TASK BRIEF:
Give only the number of lines in the records that include the string "around".
____ PROVIDED ENTRIES
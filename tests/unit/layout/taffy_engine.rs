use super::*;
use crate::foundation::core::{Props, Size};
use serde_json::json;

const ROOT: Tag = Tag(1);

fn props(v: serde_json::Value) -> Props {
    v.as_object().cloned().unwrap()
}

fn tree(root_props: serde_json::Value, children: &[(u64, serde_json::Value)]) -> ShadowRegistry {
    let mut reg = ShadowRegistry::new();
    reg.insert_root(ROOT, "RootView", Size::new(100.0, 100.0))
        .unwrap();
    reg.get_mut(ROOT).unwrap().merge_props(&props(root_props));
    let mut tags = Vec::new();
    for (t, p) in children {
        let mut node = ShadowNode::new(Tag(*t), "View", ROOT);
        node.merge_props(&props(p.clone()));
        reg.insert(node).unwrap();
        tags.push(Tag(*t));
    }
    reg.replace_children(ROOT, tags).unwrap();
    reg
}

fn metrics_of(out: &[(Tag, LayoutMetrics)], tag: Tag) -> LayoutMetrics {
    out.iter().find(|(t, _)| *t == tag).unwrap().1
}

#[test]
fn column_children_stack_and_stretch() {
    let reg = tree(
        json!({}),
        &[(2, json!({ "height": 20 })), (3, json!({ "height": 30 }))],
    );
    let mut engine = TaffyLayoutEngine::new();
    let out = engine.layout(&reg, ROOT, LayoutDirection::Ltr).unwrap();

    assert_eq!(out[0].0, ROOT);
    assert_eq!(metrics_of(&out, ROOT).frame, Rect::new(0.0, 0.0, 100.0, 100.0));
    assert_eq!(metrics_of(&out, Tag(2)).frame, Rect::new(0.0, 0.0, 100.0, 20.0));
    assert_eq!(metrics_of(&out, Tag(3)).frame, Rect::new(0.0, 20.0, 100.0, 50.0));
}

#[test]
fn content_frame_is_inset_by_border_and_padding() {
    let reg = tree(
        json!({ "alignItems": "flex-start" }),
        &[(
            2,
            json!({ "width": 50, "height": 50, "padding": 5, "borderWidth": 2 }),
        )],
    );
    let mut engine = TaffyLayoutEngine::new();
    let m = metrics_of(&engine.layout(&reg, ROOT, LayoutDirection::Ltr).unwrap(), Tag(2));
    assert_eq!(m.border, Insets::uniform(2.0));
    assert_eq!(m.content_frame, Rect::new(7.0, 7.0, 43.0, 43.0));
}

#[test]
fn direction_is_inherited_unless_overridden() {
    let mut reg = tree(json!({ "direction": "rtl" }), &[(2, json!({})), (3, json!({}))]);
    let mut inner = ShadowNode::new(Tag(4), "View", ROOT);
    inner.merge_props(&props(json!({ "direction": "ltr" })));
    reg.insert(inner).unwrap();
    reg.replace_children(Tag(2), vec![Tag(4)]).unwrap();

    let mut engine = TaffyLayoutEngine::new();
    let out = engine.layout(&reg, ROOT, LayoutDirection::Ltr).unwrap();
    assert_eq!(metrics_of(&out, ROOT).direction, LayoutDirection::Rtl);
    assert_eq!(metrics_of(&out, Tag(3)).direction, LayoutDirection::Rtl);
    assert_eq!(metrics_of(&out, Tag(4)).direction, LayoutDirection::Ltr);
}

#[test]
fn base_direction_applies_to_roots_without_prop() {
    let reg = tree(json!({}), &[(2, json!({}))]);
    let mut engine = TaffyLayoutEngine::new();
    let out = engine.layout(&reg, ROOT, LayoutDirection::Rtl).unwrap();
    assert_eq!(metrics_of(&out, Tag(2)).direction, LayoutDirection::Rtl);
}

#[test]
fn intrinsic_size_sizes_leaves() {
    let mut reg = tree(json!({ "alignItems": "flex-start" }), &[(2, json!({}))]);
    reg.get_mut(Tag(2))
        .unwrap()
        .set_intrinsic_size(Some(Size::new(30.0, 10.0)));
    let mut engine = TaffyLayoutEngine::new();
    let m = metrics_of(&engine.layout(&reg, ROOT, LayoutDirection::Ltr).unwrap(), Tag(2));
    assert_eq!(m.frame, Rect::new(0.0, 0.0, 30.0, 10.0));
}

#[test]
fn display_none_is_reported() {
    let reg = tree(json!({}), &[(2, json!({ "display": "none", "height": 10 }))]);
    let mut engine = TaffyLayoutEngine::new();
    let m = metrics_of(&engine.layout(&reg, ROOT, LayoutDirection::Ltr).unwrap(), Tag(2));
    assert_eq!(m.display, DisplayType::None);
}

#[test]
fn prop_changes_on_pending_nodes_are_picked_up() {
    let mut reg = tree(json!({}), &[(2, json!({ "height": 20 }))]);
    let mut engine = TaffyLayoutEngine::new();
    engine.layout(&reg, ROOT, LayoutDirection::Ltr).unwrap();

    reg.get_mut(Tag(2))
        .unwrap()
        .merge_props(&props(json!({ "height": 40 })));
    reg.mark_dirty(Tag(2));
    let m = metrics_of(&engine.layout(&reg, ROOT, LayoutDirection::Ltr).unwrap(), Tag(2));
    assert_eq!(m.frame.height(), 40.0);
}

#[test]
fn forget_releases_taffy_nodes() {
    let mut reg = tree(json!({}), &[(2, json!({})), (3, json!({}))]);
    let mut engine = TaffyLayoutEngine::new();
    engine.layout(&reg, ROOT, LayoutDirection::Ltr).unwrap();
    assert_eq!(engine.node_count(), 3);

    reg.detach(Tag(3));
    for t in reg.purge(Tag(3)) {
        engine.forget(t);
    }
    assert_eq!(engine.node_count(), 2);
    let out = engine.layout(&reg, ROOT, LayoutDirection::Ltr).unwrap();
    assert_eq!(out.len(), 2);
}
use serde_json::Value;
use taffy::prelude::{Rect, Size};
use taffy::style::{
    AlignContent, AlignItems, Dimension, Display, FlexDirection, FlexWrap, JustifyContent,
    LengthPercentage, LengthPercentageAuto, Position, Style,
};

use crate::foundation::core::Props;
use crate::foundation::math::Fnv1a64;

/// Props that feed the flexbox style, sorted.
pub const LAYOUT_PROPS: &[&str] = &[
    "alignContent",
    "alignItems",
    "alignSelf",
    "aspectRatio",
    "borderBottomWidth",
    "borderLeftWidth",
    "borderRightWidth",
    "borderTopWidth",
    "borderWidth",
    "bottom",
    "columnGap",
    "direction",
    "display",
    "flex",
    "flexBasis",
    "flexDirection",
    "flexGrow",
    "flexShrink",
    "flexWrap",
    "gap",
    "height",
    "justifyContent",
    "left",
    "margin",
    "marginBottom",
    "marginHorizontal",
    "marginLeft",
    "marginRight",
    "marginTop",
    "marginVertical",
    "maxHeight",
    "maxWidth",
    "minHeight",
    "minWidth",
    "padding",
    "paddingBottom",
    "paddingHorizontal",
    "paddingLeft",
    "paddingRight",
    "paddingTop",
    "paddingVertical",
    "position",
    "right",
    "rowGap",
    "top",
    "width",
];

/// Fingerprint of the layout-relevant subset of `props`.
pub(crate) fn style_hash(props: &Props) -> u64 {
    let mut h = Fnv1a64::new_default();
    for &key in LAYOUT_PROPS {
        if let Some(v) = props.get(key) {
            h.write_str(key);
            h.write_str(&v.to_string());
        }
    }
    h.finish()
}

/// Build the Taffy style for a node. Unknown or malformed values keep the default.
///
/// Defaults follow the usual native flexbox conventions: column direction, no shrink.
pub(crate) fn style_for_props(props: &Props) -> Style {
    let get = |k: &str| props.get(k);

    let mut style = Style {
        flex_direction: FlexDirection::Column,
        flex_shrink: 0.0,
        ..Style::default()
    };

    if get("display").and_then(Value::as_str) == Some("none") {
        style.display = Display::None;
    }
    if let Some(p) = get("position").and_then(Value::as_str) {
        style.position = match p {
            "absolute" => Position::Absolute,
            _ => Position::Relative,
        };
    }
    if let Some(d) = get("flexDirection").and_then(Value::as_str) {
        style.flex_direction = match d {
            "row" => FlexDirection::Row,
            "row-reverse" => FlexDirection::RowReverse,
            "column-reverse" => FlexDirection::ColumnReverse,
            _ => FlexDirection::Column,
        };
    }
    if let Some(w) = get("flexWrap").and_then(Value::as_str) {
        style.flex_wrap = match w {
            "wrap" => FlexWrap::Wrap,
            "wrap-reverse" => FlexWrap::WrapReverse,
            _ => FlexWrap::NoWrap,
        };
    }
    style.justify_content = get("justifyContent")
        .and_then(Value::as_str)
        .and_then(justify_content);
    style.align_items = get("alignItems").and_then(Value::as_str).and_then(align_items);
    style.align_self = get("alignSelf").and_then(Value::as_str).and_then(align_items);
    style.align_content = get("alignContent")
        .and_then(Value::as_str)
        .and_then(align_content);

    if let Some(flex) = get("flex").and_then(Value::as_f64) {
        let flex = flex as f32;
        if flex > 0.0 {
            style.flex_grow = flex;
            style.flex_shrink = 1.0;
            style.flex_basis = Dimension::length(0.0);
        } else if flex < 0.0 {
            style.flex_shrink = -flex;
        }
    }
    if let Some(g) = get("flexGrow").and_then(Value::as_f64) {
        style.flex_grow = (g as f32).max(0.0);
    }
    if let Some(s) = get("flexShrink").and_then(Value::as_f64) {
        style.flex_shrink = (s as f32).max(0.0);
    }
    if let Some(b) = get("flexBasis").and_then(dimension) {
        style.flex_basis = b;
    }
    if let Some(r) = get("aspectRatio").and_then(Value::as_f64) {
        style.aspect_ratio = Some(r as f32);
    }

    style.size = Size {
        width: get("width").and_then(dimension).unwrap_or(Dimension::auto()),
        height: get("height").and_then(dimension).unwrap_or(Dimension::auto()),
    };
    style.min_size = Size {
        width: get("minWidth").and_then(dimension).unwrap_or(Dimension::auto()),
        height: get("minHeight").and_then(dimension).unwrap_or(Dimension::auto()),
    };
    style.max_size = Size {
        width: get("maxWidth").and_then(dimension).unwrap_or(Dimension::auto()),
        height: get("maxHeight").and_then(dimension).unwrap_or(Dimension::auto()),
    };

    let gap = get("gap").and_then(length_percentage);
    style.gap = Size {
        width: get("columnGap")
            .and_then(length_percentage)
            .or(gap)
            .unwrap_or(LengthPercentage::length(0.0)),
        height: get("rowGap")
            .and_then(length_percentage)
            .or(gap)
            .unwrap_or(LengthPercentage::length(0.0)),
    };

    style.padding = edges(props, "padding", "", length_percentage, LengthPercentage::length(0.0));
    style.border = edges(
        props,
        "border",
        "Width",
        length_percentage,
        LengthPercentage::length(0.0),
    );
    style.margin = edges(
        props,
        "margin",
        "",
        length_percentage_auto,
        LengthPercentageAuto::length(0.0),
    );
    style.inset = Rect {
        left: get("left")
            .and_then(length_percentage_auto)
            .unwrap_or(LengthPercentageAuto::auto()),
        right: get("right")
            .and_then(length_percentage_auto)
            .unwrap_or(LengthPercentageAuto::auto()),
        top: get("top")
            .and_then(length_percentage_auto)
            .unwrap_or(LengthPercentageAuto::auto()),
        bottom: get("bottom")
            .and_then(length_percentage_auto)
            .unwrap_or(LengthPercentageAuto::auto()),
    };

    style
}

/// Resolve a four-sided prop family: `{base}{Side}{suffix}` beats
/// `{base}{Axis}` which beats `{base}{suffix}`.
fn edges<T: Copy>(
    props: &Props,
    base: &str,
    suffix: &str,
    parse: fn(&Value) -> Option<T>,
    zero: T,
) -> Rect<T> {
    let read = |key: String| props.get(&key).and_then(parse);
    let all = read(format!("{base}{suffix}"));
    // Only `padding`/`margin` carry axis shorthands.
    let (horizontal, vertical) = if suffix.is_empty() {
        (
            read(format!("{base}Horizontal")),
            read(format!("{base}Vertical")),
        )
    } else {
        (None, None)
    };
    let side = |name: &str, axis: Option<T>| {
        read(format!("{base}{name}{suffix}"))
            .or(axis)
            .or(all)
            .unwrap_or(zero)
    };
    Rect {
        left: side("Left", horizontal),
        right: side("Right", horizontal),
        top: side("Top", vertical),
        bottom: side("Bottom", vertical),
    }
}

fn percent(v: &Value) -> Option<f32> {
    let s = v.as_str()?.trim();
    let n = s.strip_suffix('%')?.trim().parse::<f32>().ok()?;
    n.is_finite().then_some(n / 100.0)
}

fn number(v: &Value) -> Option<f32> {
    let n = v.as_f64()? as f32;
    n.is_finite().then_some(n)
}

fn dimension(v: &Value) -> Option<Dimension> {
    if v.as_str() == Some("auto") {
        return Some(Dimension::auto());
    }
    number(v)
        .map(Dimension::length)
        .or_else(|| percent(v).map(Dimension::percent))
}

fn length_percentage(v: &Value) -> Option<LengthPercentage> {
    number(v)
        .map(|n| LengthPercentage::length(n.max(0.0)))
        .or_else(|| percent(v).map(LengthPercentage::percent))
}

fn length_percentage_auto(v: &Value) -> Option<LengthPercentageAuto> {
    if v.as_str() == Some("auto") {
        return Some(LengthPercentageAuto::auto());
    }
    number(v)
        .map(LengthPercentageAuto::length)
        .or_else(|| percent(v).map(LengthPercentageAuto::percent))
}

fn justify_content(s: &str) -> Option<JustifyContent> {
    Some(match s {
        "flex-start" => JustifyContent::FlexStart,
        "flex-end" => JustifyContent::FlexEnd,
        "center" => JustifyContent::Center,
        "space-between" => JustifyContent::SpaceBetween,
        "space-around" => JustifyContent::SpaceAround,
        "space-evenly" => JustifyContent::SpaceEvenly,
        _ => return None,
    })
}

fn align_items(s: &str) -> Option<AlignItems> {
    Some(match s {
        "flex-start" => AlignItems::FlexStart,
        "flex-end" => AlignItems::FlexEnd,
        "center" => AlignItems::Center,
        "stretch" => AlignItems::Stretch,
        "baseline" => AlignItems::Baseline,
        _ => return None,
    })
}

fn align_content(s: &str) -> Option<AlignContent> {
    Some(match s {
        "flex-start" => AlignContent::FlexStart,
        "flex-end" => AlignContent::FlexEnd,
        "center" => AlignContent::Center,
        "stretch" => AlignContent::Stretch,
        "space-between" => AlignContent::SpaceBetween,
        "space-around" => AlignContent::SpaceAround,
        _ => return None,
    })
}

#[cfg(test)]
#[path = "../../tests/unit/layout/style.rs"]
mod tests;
________
SOLUTION FOR THIS EXERCISE:
2